Diane Ravitch: The Language Police: How Pressure Groups Restrict What Students Learn

As identity-politics proponents will be the first to note, language reflects societal biases, skewing in favor of those in power. But in winning the language war on campuses everywhere, the left has allowed the right to reclaim populism and caricature its opponents as out-of-touch extremists controlled by radical minorities. So argues Diane Ravitch in her muckraking exposé The Language Police, which explores how both sides censor and control textbooks and tests. Ravitch concedes the worthiness of the left's desire to remove the residue of institutional sexism and racism from texts distributed to impressionable students, but for her, the medicine isn't just worse than the disease–it renders the disease irrelevant. Ravitch observes that leftist pressure groups have bullied spineless test and textbook manufacturers into creating farfetched texts where all men are sensitive nurturers who are content with baking cookies, all women are high-powered professionals who love fixing things, and adrenaline-charged senior citizens spend their time bungee-jumping, rollerblading, and skydiving.

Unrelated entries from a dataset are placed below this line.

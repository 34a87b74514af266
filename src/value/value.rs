use std::fmt;

use indexmap::IndexMap;
use serde::de::{self, Deserialize, Deserializer, MapAccess, SeqAccess, Visitor};
use serde::ser::{Serialize, SerializeMap, SerializeSeq, Serializer};
use serde_json::Number;

use crate::error::{StateError, StateResult};

/// The dynamic value graph held by a store.
///
/// Cloning is structural (a full deep copy), so a cloned `Value` never
/// shares mutable state with the original. `Object` keeps string keys in
/// insertion order; `Map` keeps arbitrary-keyed entries in insertion order
/// and survives serialization round-trips through the canonical
/// `{"dataType":"Map","value":[[k,v],...]}` encoding.
///
/// There is no function variant: callables cannot be stored.
///
/// # Examples
///
/// ```
/// use canister::Value;
///
/// let v = Value::object([("count", Value::from(3))]);
/// assert_eq!(v.get("count").and_then(Value::as_i64), Some(3));
/// ```
#[derive(Debug, Clone, PartialEq, Default)]
pub enum Value {
    #[default]
    Null,
    Bool(bool),
    Number(Number),
    String(String),
    Array(Vec<Value>),
    Object(IndexMap<String, Value>),
    Map(Vec<(Value, Value)>),
}

impl Value {
    /// Build an object from `(key, value)` entries, preserving order.
    pub fn object<K, I>(entries: I) -> Self
    where
        K: Into<String>,
        I: IntoIterator<Item = (K, Value)>,
    {
        Value::Object(entries.into_iter().map(|(k, v)| (k.into(), v)).collect())
    }

    /// Build a map from `(key, value)` entries, preserving order.
    pub fn map<I>(entries: I) -> Self
    where
        I: IntoIterator<Item = (Value, Value)>,
    {
        Value::Map(entries.into_iter().collect())
    }

    /// Build an array from values.
    pub fn array<I>(values: I) -> Self
    where
        I: IntoIterator<Item = Value>,
    {
        Value::Array(values.into_iter().collect())
    }

    pub fn is_null(&self) -> bool {
        matches!(self, Value::Null)
    }

    pub fn as_bool(&self) -> Option<bool> {
        match self {
            Value::Bool(b) => Some(*b),
            _ => None,
        }
    }

    pub fn as_i64(&self) -> Option<i64> {
        match self {
            Value::Number(n) => n.as_i64(),
            _ => None,
        }
    }

    pub fn as_f64(&self) -> Option<f64> {
        match self {
            Value::Number(n) => n.as_f64(),
            _ => None,
        }
    }

    pub fn as_str(&self) -> Option<&str> {
        match self {
            Value::String(s) => Some(s),
            _ => None,
        }
    }

    pub fn as_array(&self) -> Option<&Vec<Value>> {
        match self {
            Value::Array(a) => Some(a),
            _ => None,
        }
    }

    pub fn as_array_mut(&mut self) -> Option<&mut Vec<Value>> {
        match self {
            Value::Array(a) => Some(a),
            _ => None,
        }
    }

    pub fn as_object(&self) -> Option<&IndexMap<String, Value>> {
        match self {
            Value::Object(o) => Some(o),
            _ => None,
        }
    }

    pub fn as_object_mut(&mut self) -> Option<&mut IndexMap<String, Value>> {
        match self {
            Value::Object(o) => Some(o),
            _ => None,
        }
    }

    pub fn as_map(&self) -> Option<&Vec<(Value, Value)>> {
        match self {
            Value::Map(m) => Some(m),
            _ => None,
        }
    }

    /// Look up a field on an object value.
    pub fn get(&self, key: &str) -> Option<&Value> {
        self.as_object().and_then(|o| o.get(key))
    }

    /// True for the container variants (arrays, objects and maps), which
    /// the observation engine traverses rather than shadowing.
    pub fn is_container(&self) -> bool {
        matches!(self, Value::Array(_) | Value::Object(_) | Value::Map(_))
    }

    /// Bridge any serializable type into a `Value`.
    ///
    /// Plain maps and structs become `Object`; a type can opt into the
    /// `Map` variant by serializing the canonical map encoding.
    pub fn from_serialize<T: Serialize>(value: &T) -> StateResult<Value> {
        let json = serde_json::to_value(value).map_err(|e| StateError::InvalidData(e.to_string()))?;
        Value::deserialize(json).map_err(|e| StateError::InvalidData(e.to_string()))
    }

    /// Bridge a `Value` back into a typed representation.
    pub fn to_typed<T: de::DeserializeOwned>(&self) -> StateResult<T> {
        let json = serde_json::to_value(self).map_err(|e| StateError::InvalidData(e.to_string()))?;
        serde_json::from_value(json).map_err(|e| StateError::InvalidData(e.to_string()))
    }
}

impl From<bool> for Value {
    fn from(b: bool) -> Self {
        Value::Bool(b)
    }
}

impl From<i32> for Value {
    fn from(n: i32) -> Self {
        Value::Number(Number::from(n))
    }
}

impl From<i64> for Value {
    fn from(n: i64) -> Self {
        Value::Number(Number::from(n))
    }
}

impl From<u32> for Value {
    fn from(n: u32) -> Self {
        Value::Number(Number::from(n))
    }
}

impl From<u64> for Value {
    fn from(n: u64) -> Self {
        Value::Number(Number::from(n))
    }
}

impl From<f64> for Value {
    fn from(n: f64) -> Self {
        Number::from_f64(n).map_or(Value::Null, Value::Number)
    }
}

impl From<&str> for Value {
    fn from(s: &str) -> Self {
        Value::String(s.to_string())
    }
}

impl From<String> for Value {
    fn from(s: String) -> Self {
        Value::String(s)
    }
}

impl From<Vec<Value>> for Value {
    fn from(values: Vec<Value>) -> Self {
        Value::Array(values)
    }
}

impl<T: Into<Value>> From<Option<T>> for Value {
    fn from(value: Option<T>) -> Self {
        value.map_or(Value::Null, Into::into)
    }
}

// Serializes entry lists as [[k, v], ...] for the canonical map encoding.
struct MapEntries<'a>(&'a [(Value, Value)]);

impl Serialize for MapEntries<'_> {
    fn serialize<S: Serializer>(&self, serializer: S) -> Result<S::Ok, S::Error> {
        let mut seq = serializer.serialize_seq(Some(self.0.len()))?;
        for (key, value) in self.0 {
            seq.serialize_element(&(key, value))?;
        }
        seq.end()
    }
}

impl Serialize for Value {
    fn serialize<S: Serializer>(&self, serializer: S) -> Result<S::Ok, S::Error> {
        match self {
            Value::Null => serializer.serialize_unit(),
            Value::Bool(b) => serializer.serialize_bool(*b),
            Value::Number(n) => n.serialize(serializer),
            Value::String(s) => serializer.serialize_str(s),
            Value::Array(values) => {
                let mut seq = serializer.serialize_seq(Some(values.len()))?;
                for value in values {
                    seq.serialize_element(value)?;
                }
                seq.end()
            }
            Value::Object(entries) => {
                let mut map = serializer.serialize_map(Some(entries.len()))?;
                for (key, value) in entries {
                    map.serialize_entry(key, value)?;
                }
                map.end()
            }
            Value::Map(entries) => {
                let mut map = serializer.serialize_map(Some(2))?;
                map.serialize_entry("dataType", "Map")?;
                map.serialize_entry("value", &MapEntries(entries))?;
                map.end()
            }
        }
    }
}

struct ValueVisitor;

impl<'de> Visitor<'de> for ValueVisitor {
    type Value = Value;

    fn expecting(&self, formatter: &mut fmt::Formatter) -> fmt::Result {
        formatter.write_str("any valid store value")
    }

    fn visit_unit<E>(self) -> Result<Value, E> {
        Ok(Value::Null)
    }

    fn visit_none<E>(self) -> Result<Value, E> {
        Ok(Value::Null)
    }

    fn visit_some<D: Deserializer<'de>>(self, deserializer: D) -> Result<Value, D::Error> {
        deserializer.deserialize_any(ValueVisitor)
    }

    fn visit_bool<E>(self, b: bool) -> Result<Value, E> {
        Ok(Value::Bool(b))
    }

    fn visit_i64<E>(self, n: i64) -> Result<Value, E> {
        Ok(Value::Number(Number::from(n)))
    }

    fn visit_u64<E>(self, n: u64) -> Result<Value, E> {
        Ok(Value::Number(Number::from(n)))
    }

    fn visit_f64<E>(self, n: f64) -> Result<Value, E> {
        Ok(Number::from_f64(n).map_or(Value::Null, Value::Number))
    }

    fn visit_str<E>(self, s: &str) -> Result<Value, E> {
        Ok(Value::String(s.to_string()))
    }

    fn visit_string<E>(self, s: String) -> Result<Value, E> {
        Ok(Value::String(s))
    }

    fn visit_seq<A: SeqAccess<'de>>(self, mut seq: A) -> Result<Value, A::Error> {
        let mut values = Vec::new();
        while let Some(value) = seq.next_element()? {
            values.push(value);
        }
        Ok(Value::Array(values))
    }

    fn visit_map<A: MapAccess<'de>>(self, mut access: A) -> Result<Value, A::Error> {
        let mut entries = IndexMap::new();
        while let Some((key, value)) = access.next_entry::<String, Value>()? {
            entries.insert(key, value);
        }
        Ok(revive_map(entries))
    }
}

/// Revive the canonical map encoding back into the `Map` variant. Any
/// other object shape stays an `Object`.
fn revive_map(entries: IndexMap<String, Value>) -> Value {
    let is_map = entries.get("dataType").and_then(Value::as_str) == Some("Map");
    if is_map {
        if let Some(Value::Array(pairs)) = entries.get("value") {
            let revived: Option<Vec<(Value, Value)>> = pairs
                .iter()
                .map(|pair| match pair.as_array().map(Vec::as_slice) {
                    Some([key, value]) => Some((key.clone(), value.clone())),
                    _ => None,
                })
                .collect();
            if let Some(revived) = revived {
                return Value::Map(revived);
            }
        }
    }
    Value::Object(entries)
}

impl<'de> Deserialize<'de> for Value {
    fn deserialize<D: Deserializer<'de>>(deserializer: D) -> Result<Value, D::Error> {
        deserializer.deserialize_any(ValueVisitor)
    }
}

#[cfg(test)]
mod tests {
    use super::*;

    #[test]
    fn object_builder_preserves_order() {
        let v = Value::object([("b", Value::from(1)), ("a", Value::from(2))]);
        let keys: Vec<&String> = v.as_object().unwrap().keys().collect();
        assert_eq!(keys, ["b", "a"]);
    }

    #[test]
    fn from_serialize_round_trip() {
        #[derive(serde::Serialize, serde::Deserialize, PartialEq, Debug)]
        struct Point {
            x: i32,
            y: i32,
        }

        let v = Value::from_serialize(&Point { x: 1, y: -2 }).unwrap();
        assert_eq!(v.get("x").and_then(Value::as_i64), Some(1));

        let back: Point = v.to_typed().unwrap();
        assert_eq!(back, Point { x: 1, y: -2 });
    }

    #[test]
    fn map_encoding_revives() {
        let encoded = r#"{"dataType":"Map","value":[["a",1],["b",2]]}"#;
        let v: Value = serde_json::from_str(encoded).unwrap();
        let entries = v.as_map().unwrap();
        assert_eq!(entries.len(), 2);
        assert_eq!(entries[0].0, Value::from("a"));
        assert_eq!(entries[1].1, Value::from(2));
    }

    #[test]
    fn malformed_map_encoding_stays_object() {
        let encoded = r#"{"dataType":"Map","value":[["a",1,3]]}"#;
        let v: Value = serde_json::from_str(encoded).unwrap();
        assert!(v.as_object().is_some());
    }

    #[test]
    fn non_finite_float_degrades_to_null() {
        assert_eq!(Value::from(f64::NAN), Value::Null);
    }
}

Some of the pressure groups' demands fall under the rubric of common sense: It's hard to imagine anyone, for example, bemoaning the absence of words like "geezer," "retard," or "gimp" from textbooks. But more often, Ravitch suggests, literature, tests, and history are filtered through a distorting lens of identity politics and multiculturalism, which can lead to mind-boggling paradoxes. At a time when progressives are increasingly marginalized and even demonized, the far left's stranglehold on what students read, if Ravitch is to be believed, has never been stronger, and its textbooks minimize and whitewash the crimes of Mao and Islamic fundamentalists while demonizing the U.S. and Europe at every turn. Ravitch's outrage at the sins of multiculturalism occasionally makes The Language Police seem strident, but her book nevertheless serves as a bracing attack on censorship in all its forms, making it a fine starting point for a vigorous debate about what is and isn't being taught in school.